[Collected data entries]
━━━━

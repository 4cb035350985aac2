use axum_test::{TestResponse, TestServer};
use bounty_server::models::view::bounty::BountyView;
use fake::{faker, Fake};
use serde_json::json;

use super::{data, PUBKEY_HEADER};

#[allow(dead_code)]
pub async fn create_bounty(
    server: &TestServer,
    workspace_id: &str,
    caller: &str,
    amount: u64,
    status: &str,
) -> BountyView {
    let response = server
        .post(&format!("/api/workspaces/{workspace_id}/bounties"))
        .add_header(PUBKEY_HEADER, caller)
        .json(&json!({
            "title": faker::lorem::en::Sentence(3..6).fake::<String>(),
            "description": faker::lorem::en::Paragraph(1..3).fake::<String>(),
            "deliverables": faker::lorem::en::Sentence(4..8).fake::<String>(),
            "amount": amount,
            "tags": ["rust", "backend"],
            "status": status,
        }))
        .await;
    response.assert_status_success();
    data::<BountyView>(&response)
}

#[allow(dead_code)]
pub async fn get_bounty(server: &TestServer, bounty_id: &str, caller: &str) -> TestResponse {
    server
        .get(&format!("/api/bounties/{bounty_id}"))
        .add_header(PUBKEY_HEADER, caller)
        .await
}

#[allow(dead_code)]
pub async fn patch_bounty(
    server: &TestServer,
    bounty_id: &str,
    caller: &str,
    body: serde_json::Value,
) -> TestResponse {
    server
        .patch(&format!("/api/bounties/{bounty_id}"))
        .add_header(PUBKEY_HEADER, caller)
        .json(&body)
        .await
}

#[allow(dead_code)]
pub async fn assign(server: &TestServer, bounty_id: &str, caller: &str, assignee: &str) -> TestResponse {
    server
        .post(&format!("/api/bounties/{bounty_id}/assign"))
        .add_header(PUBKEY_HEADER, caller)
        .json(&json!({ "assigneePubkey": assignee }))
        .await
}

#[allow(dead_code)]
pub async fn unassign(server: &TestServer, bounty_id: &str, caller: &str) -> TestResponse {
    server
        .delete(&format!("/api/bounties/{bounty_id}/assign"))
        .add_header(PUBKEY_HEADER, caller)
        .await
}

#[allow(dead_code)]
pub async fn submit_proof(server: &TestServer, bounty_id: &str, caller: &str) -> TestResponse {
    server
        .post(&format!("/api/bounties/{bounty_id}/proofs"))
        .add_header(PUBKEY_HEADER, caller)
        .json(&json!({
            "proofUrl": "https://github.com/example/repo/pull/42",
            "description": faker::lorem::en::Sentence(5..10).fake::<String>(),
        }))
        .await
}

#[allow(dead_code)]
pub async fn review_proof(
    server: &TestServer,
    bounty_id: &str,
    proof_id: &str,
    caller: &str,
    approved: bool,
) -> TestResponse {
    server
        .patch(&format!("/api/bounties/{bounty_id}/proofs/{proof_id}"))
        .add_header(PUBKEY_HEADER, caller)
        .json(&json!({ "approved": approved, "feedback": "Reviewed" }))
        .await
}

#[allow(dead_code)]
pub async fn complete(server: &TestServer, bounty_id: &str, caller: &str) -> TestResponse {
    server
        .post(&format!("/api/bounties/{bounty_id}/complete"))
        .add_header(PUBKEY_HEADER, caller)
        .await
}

━━━━

▸ Try it: From the entries above, copy each line that holds "format".

▸ Response area:
        .post(&format!("/api/workspaces/{workspace_id}/bounties"))
        .get(&format!("/api/bounties/{bounty_id}"))
        .patch(&format!("/api/bounties/{bounty_id}"))
        .post(&format!("/api/bounties/{bounty_id}/assign"))
        .delete(&format!("/api/bounties/{bounty_id}/assign"))
        .post(&format!("/api/bounties/{bounty_id}/proofs"))
        .patch(&format!("/api/bounties/{bounty_id}/proofs/{proof_id}"))
        .post(&format!("/api/bounties/{bounty_id}/complete"))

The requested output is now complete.